I went to Salt Lake City and asked Earl Olson, who was in charge of the Church Archives, if I could see that manuscript. He said no, it was too delicate, but he would let me see the microfilm copy of it. I put my head in a microfilm machine and saw in Joseph Smith’s handwriting that first, very powerful, account. There is practically no punctuation in it, the spelling is poor, and the grammar is not the best. But it’s powerful! I’ve very seldom had such a powerful feeling come over me—that “This is true!” So I decided I had to write something on the First Vision. Eventually I posed several questions about it. When did we first begin to use the First Vision, or when did we first begin to publish it to members of the Church? When did Latter-day Saints first become aware of it? When did we first begin to use it in the way we use it now, to teach lessons and so forth? I first published an article that dealt with some of these questions in Dialogue: A Journal of Mormon Thought titled “The Significance of Joseph Smith’s First Vision in Mormon Thought,” and later a kind of extension of that article in the Journal of Mormon History titled “Emergence of a Fundamental: The Expanding Role of Joseph Smith’s First Vision in Mormon Religious Thought.”

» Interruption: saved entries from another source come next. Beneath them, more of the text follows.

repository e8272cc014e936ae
//! Structured logging for hstats
//!
//! This module provides:
//! - Leveled logging with console and JSON output
//! - Structured fields attached through a builder
//! - A probe-specific logger for per-host diagnostics
//!
//! Every entry is written to standard error. Standard output carries only
//! the ranked report, so it stays machine-parseable when probes fail.

use crate::error::AppError;
use crate::models::{Config, HostStat};
use chrono::{DateTime, Utc};
use serde::{Deserialize, Serialize};
use std::collections::BTreeMap;
use std::io::{self, Write};

/// Log level enumeration
#[derive(Debug, Clone, Copy, PartialEq, Eq, PartialOrd, Ord, Serialize, Deserialize)]
pub enum LogLevel {
    /// Debug level - detailed information for debugging
    Debug = 0,
    /// Info level - general application information
    Info = 1,
    /// Warning level - per-host failures land here
    Warn = 2,
    /// Error level - error events but application can continue
    Error = 3,
    /// Fatal level - severe error events that cause application termination
    Fatal = 4,
}

impl LogLevel {
    /// Get log level name as string
    pub fn as_str(&self) -> &'static str {
        match self {
            LogLevel::Debug => "DEBUG",
            LogLevel::Info => "INFO",
            LogLevel::Warn => "WARN",
            LogLevel::Error => "ERROR",
            LogLevel::Fatal => "FATAL",
        }
    }

    /// Get ANSI color code for console output
    pub fn color_code(&self) -> &'static str {
        match self {
            LogLevel::Debug => "\x1b[36m",    // Cyan
            LogLevel::Info => "\x1b[32m",     // Green
            LogLevel::Warn => "\x1b[33m",     // Yellow
            LogLevel::Error => "\x1b[31m",    // Red
            LogLevel::Fatal => "\x1b[35m",    // Magenta
        }
    }

    /// Reset ANSI color code
    pub fn reset_code() -> &'static str {
        "\x1b[0m"
    }
}

/// Log entry structure for structured logging
#[derive(Debug, Clone, Serialize, Deserialize)]
pub struct LogEntry {
    /// Timestamp when log entry was created
    pub timestamp: DateTime<Utc>,
    /// Log level
    pub level: LogLevel,
    /// Log message
    pub message: String,
    /// Logger name/component
    pub logger: String,
    /// Additional structured fields
    pub fields: BTreeMap<String, serde_json::Value>,
}

/// Log output format options
#[derive(Debug, Clone, Copy, PartialEq)]
pub enum LogFormat {
    /// Human-readable console format
    Console,
    /// JSON format for structured logging
    Json,
}

/// Logger implementation with multiple output formats
#[derive(Debug, Clone)]
pub struct Logger {
    /// Minimum log level to output
    min_level: LogLevel,
    /// Whether to use colored output
    use_color: bool,
    /// Output format
    format: LogFormat,
    /// Logger name
    name: String,
}

impl Logger {
    /// Create a new logger
    pub fn new(name: impl Into<String>) -> Self {
        Self {
            min_level: LogLevel::Warn,
            use_color: false,
            format: LogFormat::Console,
            name: name.into(),
        }
    }

    /// Create a logger with specific configuration
    pub fn with_config(name: impl Into<String>, config: &Config) -> Self {
        let min_level = if config.debug {
            LogLevel::Debug
        } else if config.verbose {
            LogLevel::Info
        } else {
            LogLevel::Warn
        };

        Self {
            min_level,
            use_color: config.enable_color,
            format: if config.debug { LogFormat::Json } else { LogFormat::Console },
            name: name.into(),
        }
    }

    /// Set minimum log level
    pub fn set_level(&mut self, level: LogLevel) {
        self.min_level = level;
    }

    /// Create a log entry builder
    pub fn log(&self, level: LogLevel, message: &str) -> LogEntryBuilder<'_> {
        LogEntryBuilder::new(self, level, message.to_string())
    }

    pub fn debug(&self, message: &str) -> LogEntryBuilder<'_> {
        self.log(LogLevel::Debug, message)
    }

    pub fn info(&self, message: &str) -> LogEntryBuilder<'_> {
        self.log(LogLevel::Info, message)
    }

    pub fn warn(&self, message: &str) -> LogEntryBuilder<'_> {
        self.log(LogLevel::Warn, message)
    }

    pub fn error(&self, message: &str) -> LogEntryBuilder<'_> {
        self.log(LogLevel::Error, message)
    }

    /// Check if a log level would be output
    pub fn would_log(&self, level: LogLevel) -> bool {
        level >= self.min_level
    }

    /// Render an entry, or `None` when it is below the minimum level
    pub fn render(&self, entry: LogEntry) -> Option<String> {
        if !self.would_log(entry.level) {
            return None;
        }

        Some(match self.format {
            LogFormat::Console => self.format_console(&entry),
            LogFormat::Json => self.format_json(&entry),
        })
    }

    fn write_entry(&self, entry: LogEntry) {
        if let Some(output) = self.render(entry) {
            let _ = writeln!(io::stderr().lock(), "{}", output);
        }
    }

    /// Format log entry for console output
    fn format_console(&self, entry: &LogEntry) -> String {
        let timestamp = entry.timestamp.format("%Y-%m-%d %H:%M:%S%.3f");
        let level_str = entry.level.as_str();

        let formatted_level = if self.use_color {
            format!("{}{:>5}{}", entry.level.color_code(), level_str, LogLevel::reset_code())
        } else {
            format!("{:>5}", level_str)
        };

        let mut output = format!("{} {} [{}] {}", timestamp, formatted_level, entry.logger, entry.message);

        if !entry.fields.is_empty() {
            let fields_str: Vec<String> = entry.fields.iter()
                .map(|(k, v)| format!("{}={}", k, v))
                .collect();
            output.push_str(&format!(" {{{}}}", fields_str.join(", ")));
        }

        output
    }

    /// Format log entry as JSON
    fn format_json(&self, entry: &LogEntry) -> String {
        match serde_json::to_string(entry) {
            Ok(json) => json,
            Err(_) => format!("{{\"error\": \"Failed to serialize log entry\", \"message\": {:?}}}", entry.message),
        }
    }

}

/// Builder pattern for creating log entries
pub struct LogEntryBuilder<'a> {
    logger: &'a Logger,
    entry: LogEntry,
}

impl<'a> LogEntryBuilder<'a> {
    fn new(logger: &'a Logger, level: LogLevel, message: String) -> Self {
        Self {
            logger,
            entry: LogEntry {
                timestamp: Utc::now(),
                level,
                message,
                logger: logger.name.clone(),
                fields: BTreeMap::new(),
            },
        }
    }

    /// Add a structured field
    pub fn field<T: Serialize>(mut self, key: &str, value: T) -> Self {
        if let Ok(json_value) = serde_json::to_value(value) {
            self.entry.fields.insert(key.to_string(), json_value);
        }
        self
    }

    /// Add error information
    pub fn error_info(self, error: &AppError) -> Self {
        self.field("error_category", error.category())
            .field("error_recoverable", error.is_recoverable())
    }

    /// Add host statistics
    pub fn stat(self, stat: &HostStat) -> Self {
        self.field("host", &stat.host)
            .field("min_ms", stat.min)
            .field("avg_ms", stat.avg)
            .field("max_ms", stat.max)
            .field("jitter_ms", stat.jitter())
    }

    /// Built entry, for callers that render it themselves
    pub fn into_entry(self) -> LogEntry {
        self.entry
    }

    /// Finalize and write the log entry
    pub fn log(self) {
        self.logger.write_entry(self.entry);
    }
}

/// Specialized logger for probe lifecycle events
#[derive(Debug, Clone)]
pub struct ProbeLogger {
    logger: Logger,
}

impl ProbeLogger {
    pub fn new(config: &Config) -> Self {
        Self { logger: Logger::with_config("probe", config) }
    }

    /// Logger that drops everything below `Fatal`
    pub fn quiet() -> Self {
        let mut logger = Logger::new("probe");
        logger.set_level(LogLevel::Fatal);
        Self { logger }
    }

    pub fn logger(&self) -> &Logger {
        &self.logger
    }

    pub fn probe_started(&self, worker: usize, host: &str) {
        self.logger.debug("Probe started")
            .field("worker", worker)
            .field("host", host)
            .log();
    }

    pub fn probe_finished(&self, worker: usize, stat: &HostStat) {
        self.logger.debug("Probe finished")
            .field("worker", worker)
            .stat(stat)
            .log();
    }

    /// Per-host failure; the host still gets a sentinel row
    pub fn probe_failed(&self, host: &str, reason: &str) {
        self.logger.warn(&format!("probe {}: {}", host, reason))
            .field("host", host)
            .log();
    }

    pub fn dispatch_summary(&self, hosts: usize, workers: usize, failed: usize, cancelled: bool, elapsed_ms: f64) {
        self.logger.info("Dispatch finished")
            .field("hosts", hosts)
            .field("workers", workers)
            .field("failed", failed)
            .field("cancelled", cancelled)
            .field("elapsed_ms", elapsed_ms)
            .log();
    }
}
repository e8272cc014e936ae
//! Configuration management module

pub mod env;
pub mod parser;

// Re-export main functionality
pub use env::EnvManager;
pub use parser::{display_config_summary, load_config, ConfigParser};

// Re-export from models for convenience
pub use crate::models::Config;
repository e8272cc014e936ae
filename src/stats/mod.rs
//! Ranking of per-host results
//!
//! Reachable hosts come before failed ones whatever the sentinel value is.
//! Within each group hosts are ordered by average latency, then jitter
//! (`max - min`), then minimum, then maximum. The sort is stable, so hosts
//! with identical keys keep their collection order.

use crate::models::HostStat;
use serde::{Deserialize, Serialize};
use std::cmp::Ordering;

/// Total order used for the report
pub fn compare(a: &HostStat, b: &HostStat) -> Ordering {
    b.reachable.cmp(&a.reachable)
        .then_with(|| a.avg.total_cmp(&b.avg))
        .then_with(|| a.jitter().total_cmp(&b.jitter()))
        .then_with(|| a.min.total_cmp(&b.min))
        .then_with(|| a.max.total_cmp(&b.max))
}

/// Sort hosts from best to worst
pub fn rank(mut stats: Vec<HostStat>) -> Vec<HostStat> {
    stats.sort_by(compare);
    stats
}

/// Aggregate view of a ranked run, shown in verbose mode
#[derive(Debug, Clone, PartialEq, Serialize, Deserialize)]
pub struct RunSummary {
    pub hosts: usize,
    pub reachable: usize,
    pub unreachable: usize,
    /// Fastest reachable host
    pub best_host: Option<String>,
    /// Median of the reachable hosts' averages
    pub median_avg_ms: Option<f64>,
}

impl RunSummary {
    /// Summarize stats that are already ranked
    pub fn from_ranked(ranked: &[HostStat]) -> Self {
        let reachable: Vec<&HostStat> = ranked.iter().filter(|s| s.reachable).collect();

        let median_avg_ms = if reachable.is_empty() {
            None
        } else {
            let mut avgs: Vec<f64> = reachable.iter().map(|s| s.avg).collect();
            avgs.sort_by(f64::total_cmp);
            let mid = avgs.len() / 2;
            Some(if avgs.len() % 2 == 0 {
                (avgs[mid - 1] + avgs[mid]) / 2.0
            } else {
                avgs[mid]
            })
        };

        Self {
            hosts: ranked.len(),
            reachable: reachable.len(),
            unreachable: ranked.len() - reachable.len(),
            best_host: reachable.first().map(|s| s.host.clone()),
            median_avg_ms,
        }
    }

    pub fn success_rate(&self) -> f64 {
        if self.hosts == 0 {
            0.0
        } else {
            self.reachable as f64 / self.hosts as f64 * 100.0
        }
    }
}
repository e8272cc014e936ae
//! Per-host latency statistics and probe results

use crate::probe::parser::ParsedStats;
use serde::{Deserialize, Serialize};
use std::fmt;

/// Round-trip statistics for one host, in milliseconds
#[derive(Debug, Clone, PartialEq, Serialize, Deserialize)]
pub struct HostStat {
    /// Host identifier exactly as given in the input
    pub host: String,

    pub min: f64,
    pub avg: f64,
    pub max: f64,

    /// Spread reported by ping itself (mdev/stddev), when the format has one
    #[serde(default, skip_serializing_if = "Option::is_none")]
    pub deviation: Option<f64>,

    /// False when the values are the unreachable sentinel
    pub reachable: bool,
}

impl HostStat {
    /// Statistics measured from a successfully parsed probe
    pub fn measured(host: impl Into<String>, parsed: ParsedStats) -> Self {
        Self {
            host: host.into(),
            min: parsed.min,
            avg: parsed.avg,
            max: parsed.max,
            deviation: parsed.deviation,
            reachable: true,
        }
    }

    /// Placeholder for a host whose probe failed; sorts after every
    /// measured host as long as `sentinel_ms` exceeds any real latency.
    pub fn sentinel(host: impl Into<String>, sentinel_ms: f64) -> Self {
        Self {
            host: host.into(),
            min: sentinel_ms,
            avg: sentinel_ms,
            max: sentinel_ms,
            deviation: None,
            reachable: false,
        }
    }

    /// Jitter is the latency spread, `max - min`
    pub fn jitter(&self) -> f64 {
        self.max - self.min
    }
}

impl fmt::Display for HostStat {
    fn fmt(&self, f: &mut fmt::Formatter<'_>) -> fmt::Result {
        write!(
            f,
            "{} min={:.2} avg={:.2} max={:.2} jit={:.2}",
            self.host, self.min, self.avg, self.max, self.jitter()
        )
    }
}

/// Why a probe did not yield statistics
#[derive(Debug, Clone, Copy, PartialEq, Eq, Serialize, Deserialize)]
#[serde(rename_all = "snake_case")]
pub enum FailureKind {
    /// The process could not be spawned or exited non-zero
    Invocation,
    /// The probe exceeded its wall-clock limit
    Timeout,
    /// The output had no recognizable summary line
    Unparsed,
    /// The worker handling the host stopped before reporting
    Lost,
}

impl FailureKind {
    pub fn as_str(&self) -> &'static str {
        match self {
            Self::Invocation => "invocation",
            Self::Timeout => "timeout",
            Self::Unparsed => "unparsed",
            Self::Lost => "lost",
        }
    }
}

/// Outcome of probing one host
#[derive(Debug, Clone, PartialEq)]
pub enum ProbeOutcome {
    Measured(HostStat),
    Failed { kind: FailureKind, reason: String },
}

/// A host paired with its outcome; produced once by a worker and then
/// handed to the collector by value.
#[derive(Debug, Clone, PartialEq)]
pub struct ProbeResult {
    pub host: String,
    pub outcome: ProbeOutcome,
}

impl ProbeResult {
    pub fn measured(stat: HostStat) -> Self {
        Self {
            host: stat.host.clone(),
            outcome: ProbeOutcome::Measured(stat),
        }
    }

    pub fn failed(host: impl Into<String>, kind: FailureKind, reason: impl Into<String>) -> Self {
        Self {
            host: host.into(),
            outcome: ProbeOutcome::Failed {
                kind,
                reason: reason.into(),
            },
        }
    }

    pub fn is_success(&self) -> bool {
        matches!(self.outcome, ProbeOutcome::Measured(_))
    }

    /// Statistics for the report; failures become sentinel rows
    pub fn to_stat(&self, sentinel_ms: f64) -> HostStat {
        match &self.outcome {
            ProbeOutcome::Measured(stat) => stat.clone(),
            ProbeOutcome::Failed { .. } => HostStat::sentinel(self.host.clone(), sentinel_ms),
        }
    }
}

Meanwhile, we were being made aware not only of that first account written by Joseph Smith but also of other accounts written during his lifetime. The editors of the Improvement Era recognized that the various accounts of the First Vision were now coming out and that the whole thing was becoming controversial. I don’t fully understand why the fact that there were different accounts became all that controversial, except that perhaps the critics of the Church were grasping for something. But people who are critical of Joseph Smith and the Church will find anything they can, and if there is a little difference between some of the accounts they’ll say, “Oh, then none of it is true.” That’s ridiculous. Nevertheless, they were there with their nay-saying, and the Improvement Era wanted an article on it. I think that mine was the first article to be published in a Church magazine dealing with the various different accounts of the First Vision. It was titled “Eight Contemporary Accounts of Joseph Smith’s First Vision—What Do We Learn from Them?” and it appeared in the April 1970 Improvement Era. Of course, all this enhanced my own commitment to and testimony of the First Vision. I hope people understand that when they read the things I wrote about it. Those are a few of the articles I considered quite significant.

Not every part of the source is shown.